Наш лучший в округе фельдшер дядя Миша, к которому мы догадались препроводить Пашку, прямо на дому обработал его пораненную руку и забинтовал настоящим бинтом, однако отставший ломтик мяса, державшийся на коже, просто отстриг, решив, что он не приживётся. И у Пашки, как уже сказано мною, на ребре ладони остался грубый шрам на всю жизнь. Памятная метка о незадачливом походе за травой с таким лёгким да ловким, однако и весьма опасным инструментом. Не зря, видно, мы, встречаясь в жизни с чем-либо неприятным и болезненным, невольно вспоминаем народное присловье: «Как серпом по шее…» А у иных вырывается при этом и словцо покрепче — о более чувствительных частях тела.

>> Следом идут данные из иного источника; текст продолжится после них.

use crate::config::Config;
use crate::infection::InfectionEngine;
use crate::metapop::Metapopulation;
use crate::network::ContactNetwork;
use crate::popgen::SumstatRecord;
use crate::population::Counts;
use crate::sample::{Sample, draw_from_population, draw_sample};
use anyhow::{Context, Result};
use rand::{TryRngCore, prelude::*, rngs::OsRng};
use rand_chacha::ChaCha12Rng;
use serde::{Deserialize, Serialize};
use std::collections::BTreeMap;

/// Reason a run stopped.
#[derive(Debug, Clone, Copy, PartialEq, Eq, Serialize, Deserialize)]
pub enum Outcome {
    /// No susceptible host is left.
    SusceptiblesExhausted,
    /// No exposed or infectious host is left.
    InfectionsExhausted,
    /// The configured number of steps was simulated.
    DurationElapsed,
}

#[derive(Debug, Clone, Copy, PartialEq, Eq, Serialize, Deserialize)]
pub struct RunOutcome {
    pub outcome: Outcome,
    /// Last simulated step.
    pub step: usize,
    /// Seed of the random number generator.
    pub seed: u64,
}

/// Compartment sizes at the end of a step.
#[derive(Debug, Clone, PartialEq, Serialize, Deserialize)]
pub struct Record {
    pub step: usize,
    pub totals: Counts,
    pub per_pop: Vec<Counts>,
}

/// A scheduled sample and the step it was drawn at.
#[derive(Debug, Clone, PartialEq, Serialize, Deserialize)]
pub struct TimedSample {
    pub step: usize,
    /// Number of isolates requested.
    pub requested: usize,
    pub sample: Sample,
}

/// Everything produced by a run.
#[derive(Debug, Clone)]
pub struct Report {
    pub outcome: RunOutcome,
    pub trajectory: Vec<Record>,
    pub samples: Vec<TimedSample>,
    /// All scheduled samples merged.
    pub merged: Sample,
    /// Statistics of the merged sample, if it is not empty.
    pub merged_stats: Option<SumstatRecord>,
    /// Per-step monitoring statistics.
    pub monitor: Vec<SumstatRecord>,
}

/// Simulation engine.
///
/// Holds the configuration, network, metapopulation and the single random
/// number generator every draw is taken from.
pub struct Engine {
    cfg: Config,
    network: ContactNetwork,
    metapop: Metapopulation,
    infection: InfectionEngine,
    schedule: BTreeMap<usize, usize>,
    seed: u64,
    rng: ChaCha12Rng,
    step: usize,
}

impl Engine {
    /// Create a new `Engine` with the initial infections seeded in population 0.
    pub fn new(cfg: Config) -> Result<Self> {
        let network = ContactNetwork::new(&cfg.populations).context("failed to construct network")?;
        let metapop = Metapopulation::new(&cfg);
        let infection = InfectionEngine::new(&cfg).context("failed to construct infection engine")?;

        let mut schedule = BTreeMap::new();
        for smp in &cfg.sampling.schedule {
            *schedule.entry(smp.step).or_insert(0) += smp.size;
        }

        let seed = match cfg.run.seed {
            Some(seed) => seed,
            None => OsRng.try_next_u64().context("failed to draw seed")?,
        };
        log::info!("seed = {seed}");
        let rng = ChaCha12Rng::seed_from_u64(seed);

        Ok(Self {
            cfg,
            network,
            metapop,
            infection,
            schedule,
            seed,
            rng,
            step: 0,
        })
    }

    #[cfg(test)]
    pub fn metapop(&self) -> &Metapopulation {
        &self.metapop
    }

    #[cfg(test)]
    pub fn step(&self) -> usize {
        self.step
    }

    /// Reason to stop, if the run is over.
    pub fn termination(&self) -> Option<Outcome> {
        let totals = self.metapop.totals();
        if totals.n_sus == 0 {
            Some(Outcome::SusceptiblesExhausted)
        } else if totals.n_active() == 0 {
            Some(Outcome::InfectionsExhausted)
        } else if self.step >= self.cfg.run.duration {
            Some(Outcome::DurationElapsed)
        } else {
            None
        }
    }

    /// Advance every population by one step: aging first, then new infections.
    pub fn perform_step(&mut self) -> Result<()> {
        self.step += 1;

        let epi = &self.cfg.epidemic;
        self.metapop.age_one_step(epi.t_latent, epi.t_removal);

        for target in 0..self.network.n_pop() {
            self.infection
                .infect_step(target, &mut self.metapop, &self.network, &mut self.rng)
                .with_context(|| format!("failed to infect population {target}"))?;
        }

        Ok(())
    }

    /// Draw a sample of `n` isolates from the current metapopulation.
    pub fn draw_sample(&mut self, n: usize) -> Result<Option<Sample>> {
        draw_sample(&self.metapop, n, &mut self.rng)
    }

    pub fn record(&self) -> Record {
        Record {
            step: self.step,
            totals: self.metapop.totals(),
            per_pop: self
                .metapop
                .populations()
                .iter()
                .map(|pop| pop.counts())
                .collect(),
        }
    }

    /// Run the simulation until it terminates.
    pub fn run(&mut self) -> Result<Report> {
        let duration = self.cfg.run.duration;
        let length = self.cfg.genome.length;
        let log_every = (duration / 10).max(1);

        let mut trajectory = Vec::new();
        let mut samples = Vec::new();
        let mut monitor = Vec::new();

        let outcome = loop {
            if let Some(outcome) = self.termination() {
                break outcome;
            }

            self.perform_step().context("failed to perform step")?;

            if let Some(&size) = self.schedule.get(&self.step) {
                let sample = self.scheduled_sample(size)?;
                samples.push(TimedSample {
                    step: self.step,
                    requested: size,
                    sample,
                });
            }

            if let Some(size) = self.cfg.sampling.monitor_size {
                self.monitor_step(size, length, &mut monitor)
                    .context("failed to monitor step")?;
            }

            let record = self.record();
            log::debug!("step {}: {:?}", record.step, record.totals);
            trajectory.push(record);

            if self.step % log_every == 0 {
                let progress = 100.0 * self.step as f64 / duration as f64;
                log::info!("completed {progress:06.2}%");
            }
        };

        let outcome = RunOutcome {
            outcome,
            step: self.step,
            seed: self.seed,
        };
        log::info!("{outcome:?}");

        let merged = Sample::merge(samples.iter().map(|timed| &timed.sample));
        let merged_stats = (!merged.is_empty())
            .then(|| SumstatRecord::compute(self.step, None, &merged, length));

        Ok(Report {
            outcome,
            trajectory,
            samples,
            merged,
            merged_stats,
            monitor,
        })
    }

    fn scheduled_sample(&mut self, size: usize) -> Result<Sample> {
        let sample = self
            .draw_sample(size)
            .with_context(|| format!("failed to draw sample at step {}", self.step))?;
        match sample {
            Some(sample) => {
                log::info!("sampled {} isolates at step {}", sample.len(), self.step);
                Ok(sample)
            }
            None => {
                log::warn!("no active infection to sample at step {}", self.step);
                Ok(Sample::default())
            }
        }
    }

    fn monitor_step(&mut self, size: usize, length: u32, monitor: &mut Vec<SumstatRecord>) -> Result<()> {
        if let Some(sample) = draw_sample(&self.metapop, size, &mut self.rng)? {
            monitor.push(SumstatRecord::compute(self.step, None, &sample, length));
        }
        for pop in 0..self.metapop.n_pop() {
            if let Some(sample) = draw_from_population(&self.metapop, pop, size, &mut self.rng) {
                monitor.push(SumstatRecord::compute(self.step, Some(pop), &sample, length));
            }
        }
        Ok(())
    }
}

Кстати, когда я впервые прочитал или, может, услышал в песне строки поэта Некрасова: «Приподнимая косулю тяжёлую, Баба порезала ноженьку голую — Некогда кровь унимать!», то, помнится, подумал: «Это как же она, милая, косулей-то порезала ногу? Ведь коса — на длинном косовище, и лезвие довольно далеко отстоит от «ноженьки». При косьбе травы косой-литовкой разве что «подрезают пятки» впереди идущему косарю, если он зазевался. Да и то их подрезают, лишь образно говоря. А всерьёз порезать свои ноженьки-рученьки можно скорее серпом. Это я знал сызмала по личному опыту. Ибо мне приходилось с серпом в руках «бороться с сорняками» не только в отцовском огороде (особенно — со жгучей крапивой вдоль городьбы), но и на общественных полях, в том числе — и хлебных.

3.

Теперь, наверно, удивятся многие, если я скажу, что мы, деревенские ребятишки, когда-то пололи зелёные поля злаковых культур (да, да, всходы пшеницы, ржи, овса), притом делали это с помощью серпов. Ныне едва ли кто полет огромные хлебные полосы, тем более — вручную. Слишком уж хлопотно и невыгодно. А в прошлые времена это было привычным делом. По крайней мере, в нашей четвёртой бригаде, в которой бригадирил мой отец. Мы, мальчишки, девчонки, в пору каникул собирались в небольшие звенья, человек по пять-семь, брали серпы и, вытянувшись этаким фронтом, шли в атаку вдоль поля по междурядьям, срубая на пути колючий осот и жабрей, жирный молочай, кусты кислицы с белыми кашками на стеблях и прочие «злостные» сорняки, вымахавшие до особо наглых размеров.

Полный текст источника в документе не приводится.